### EXERCISE REQUIREMENTS
Report how many lines in the records below contain the word "struct". Nothing else belongs in the answer.

### SOURCE INFORMATION

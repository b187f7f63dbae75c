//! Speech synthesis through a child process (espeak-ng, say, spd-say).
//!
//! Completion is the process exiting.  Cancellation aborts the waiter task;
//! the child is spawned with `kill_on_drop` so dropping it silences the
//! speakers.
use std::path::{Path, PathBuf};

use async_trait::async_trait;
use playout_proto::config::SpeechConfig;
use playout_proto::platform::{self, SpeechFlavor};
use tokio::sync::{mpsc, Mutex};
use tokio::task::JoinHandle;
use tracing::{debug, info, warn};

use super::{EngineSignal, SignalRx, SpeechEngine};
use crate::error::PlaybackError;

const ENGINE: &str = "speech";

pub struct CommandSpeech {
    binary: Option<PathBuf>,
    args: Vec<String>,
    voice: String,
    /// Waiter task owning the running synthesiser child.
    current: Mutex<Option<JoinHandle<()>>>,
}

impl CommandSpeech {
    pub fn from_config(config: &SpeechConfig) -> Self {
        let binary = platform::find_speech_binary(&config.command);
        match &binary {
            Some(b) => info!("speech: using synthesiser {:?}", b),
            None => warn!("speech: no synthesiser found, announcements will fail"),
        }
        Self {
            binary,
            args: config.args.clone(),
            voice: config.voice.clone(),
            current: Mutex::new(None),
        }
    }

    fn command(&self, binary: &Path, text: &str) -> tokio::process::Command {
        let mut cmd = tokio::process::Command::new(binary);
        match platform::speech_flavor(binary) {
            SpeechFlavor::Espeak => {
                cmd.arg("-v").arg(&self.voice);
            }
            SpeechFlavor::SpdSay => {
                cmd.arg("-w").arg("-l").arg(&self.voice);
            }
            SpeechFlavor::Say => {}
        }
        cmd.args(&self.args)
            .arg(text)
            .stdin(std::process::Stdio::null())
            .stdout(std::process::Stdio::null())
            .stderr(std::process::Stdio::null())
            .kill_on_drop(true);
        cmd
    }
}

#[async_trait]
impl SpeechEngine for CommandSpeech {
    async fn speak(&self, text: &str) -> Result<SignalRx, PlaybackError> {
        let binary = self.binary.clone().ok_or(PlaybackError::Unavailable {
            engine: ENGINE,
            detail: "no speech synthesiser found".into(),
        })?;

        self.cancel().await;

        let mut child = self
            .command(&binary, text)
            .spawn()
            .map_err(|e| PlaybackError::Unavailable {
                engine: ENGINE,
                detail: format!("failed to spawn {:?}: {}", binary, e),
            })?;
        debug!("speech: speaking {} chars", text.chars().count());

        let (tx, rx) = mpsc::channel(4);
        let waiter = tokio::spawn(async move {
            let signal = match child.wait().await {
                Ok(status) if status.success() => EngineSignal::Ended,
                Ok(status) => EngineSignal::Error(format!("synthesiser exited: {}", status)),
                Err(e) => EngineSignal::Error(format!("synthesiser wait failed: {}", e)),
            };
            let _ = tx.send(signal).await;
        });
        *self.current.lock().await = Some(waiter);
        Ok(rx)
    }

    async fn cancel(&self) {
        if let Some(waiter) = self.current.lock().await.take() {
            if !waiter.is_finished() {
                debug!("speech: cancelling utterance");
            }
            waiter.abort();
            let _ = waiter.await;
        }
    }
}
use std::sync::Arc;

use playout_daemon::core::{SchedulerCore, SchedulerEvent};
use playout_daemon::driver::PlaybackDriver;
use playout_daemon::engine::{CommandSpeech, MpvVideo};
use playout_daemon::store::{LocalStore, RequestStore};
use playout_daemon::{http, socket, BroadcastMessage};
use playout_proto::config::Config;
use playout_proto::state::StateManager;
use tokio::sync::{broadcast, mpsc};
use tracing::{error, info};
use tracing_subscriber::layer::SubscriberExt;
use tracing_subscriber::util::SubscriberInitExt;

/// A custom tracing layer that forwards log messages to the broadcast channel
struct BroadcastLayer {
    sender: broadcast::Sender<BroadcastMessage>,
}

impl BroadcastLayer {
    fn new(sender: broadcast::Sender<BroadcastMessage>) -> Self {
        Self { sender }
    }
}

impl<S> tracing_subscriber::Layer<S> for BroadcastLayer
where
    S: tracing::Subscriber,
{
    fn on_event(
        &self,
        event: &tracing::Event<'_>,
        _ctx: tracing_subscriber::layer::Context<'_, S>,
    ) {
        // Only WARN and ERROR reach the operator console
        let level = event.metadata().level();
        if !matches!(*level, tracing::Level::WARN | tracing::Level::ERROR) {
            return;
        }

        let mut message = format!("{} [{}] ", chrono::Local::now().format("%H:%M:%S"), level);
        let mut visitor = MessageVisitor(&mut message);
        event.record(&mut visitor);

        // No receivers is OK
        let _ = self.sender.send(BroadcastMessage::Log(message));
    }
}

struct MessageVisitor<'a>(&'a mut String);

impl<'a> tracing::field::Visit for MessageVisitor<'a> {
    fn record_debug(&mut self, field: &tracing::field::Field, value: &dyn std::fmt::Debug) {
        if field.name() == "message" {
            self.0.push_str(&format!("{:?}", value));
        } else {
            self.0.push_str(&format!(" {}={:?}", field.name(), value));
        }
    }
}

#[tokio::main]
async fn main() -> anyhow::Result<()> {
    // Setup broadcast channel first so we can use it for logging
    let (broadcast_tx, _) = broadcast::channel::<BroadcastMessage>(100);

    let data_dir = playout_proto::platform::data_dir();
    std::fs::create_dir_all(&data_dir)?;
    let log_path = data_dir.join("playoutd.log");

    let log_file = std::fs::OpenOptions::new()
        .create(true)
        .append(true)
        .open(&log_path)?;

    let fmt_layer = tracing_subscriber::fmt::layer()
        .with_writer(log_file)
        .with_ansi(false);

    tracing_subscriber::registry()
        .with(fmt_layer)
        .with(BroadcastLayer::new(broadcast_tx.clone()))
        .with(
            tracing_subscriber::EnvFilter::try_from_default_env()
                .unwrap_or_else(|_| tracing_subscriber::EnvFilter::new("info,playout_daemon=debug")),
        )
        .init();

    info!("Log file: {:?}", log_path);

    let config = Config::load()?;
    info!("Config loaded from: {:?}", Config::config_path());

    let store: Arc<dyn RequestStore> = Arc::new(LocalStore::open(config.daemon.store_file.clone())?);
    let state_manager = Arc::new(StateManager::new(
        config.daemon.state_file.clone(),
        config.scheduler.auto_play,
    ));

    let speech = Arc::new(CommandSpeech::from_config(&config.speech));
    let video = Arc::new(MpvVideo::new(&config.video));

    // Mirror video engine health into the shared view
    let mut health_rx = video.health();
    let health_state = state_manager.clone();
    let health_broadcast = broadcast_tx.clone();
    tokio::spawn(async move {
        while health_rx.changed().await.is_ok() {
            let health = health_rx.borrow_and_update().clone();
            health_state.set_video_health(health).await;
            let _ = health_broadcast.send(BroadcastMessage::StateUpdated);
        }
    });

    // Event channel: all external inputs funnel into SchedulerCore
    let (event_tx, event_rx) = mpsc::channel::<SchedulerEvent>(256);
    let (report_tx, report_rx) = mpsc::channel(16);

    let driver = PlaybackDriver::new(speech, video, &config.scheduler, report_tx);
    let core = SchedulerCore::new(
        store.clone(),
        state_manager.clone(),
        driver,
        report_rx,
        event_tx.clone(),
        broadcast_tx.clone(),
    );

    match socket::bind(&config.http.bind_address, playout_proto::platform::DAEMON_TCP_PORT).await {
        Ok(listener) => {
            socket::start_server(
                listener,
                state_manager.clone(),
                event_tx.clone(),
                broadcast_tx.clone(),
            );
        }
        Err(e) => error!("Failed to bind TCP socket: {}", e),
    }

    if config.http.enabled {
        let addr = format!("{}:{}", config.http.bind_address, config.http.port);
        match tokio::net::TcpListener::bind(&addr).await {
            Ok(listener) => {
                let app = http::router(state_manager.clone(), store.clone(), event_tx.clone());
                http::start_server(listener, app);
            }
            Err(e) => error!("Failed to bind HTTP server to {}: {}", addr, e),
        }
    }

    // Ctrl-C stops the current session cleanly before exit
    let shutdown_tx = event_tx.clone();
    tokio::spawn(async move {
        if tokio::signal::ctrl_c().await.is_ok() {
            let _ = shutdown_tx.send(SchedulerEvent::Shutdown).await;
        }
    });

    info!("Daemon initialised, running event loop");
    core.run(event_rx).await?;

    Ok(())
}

### WRITTEN ANSWER
3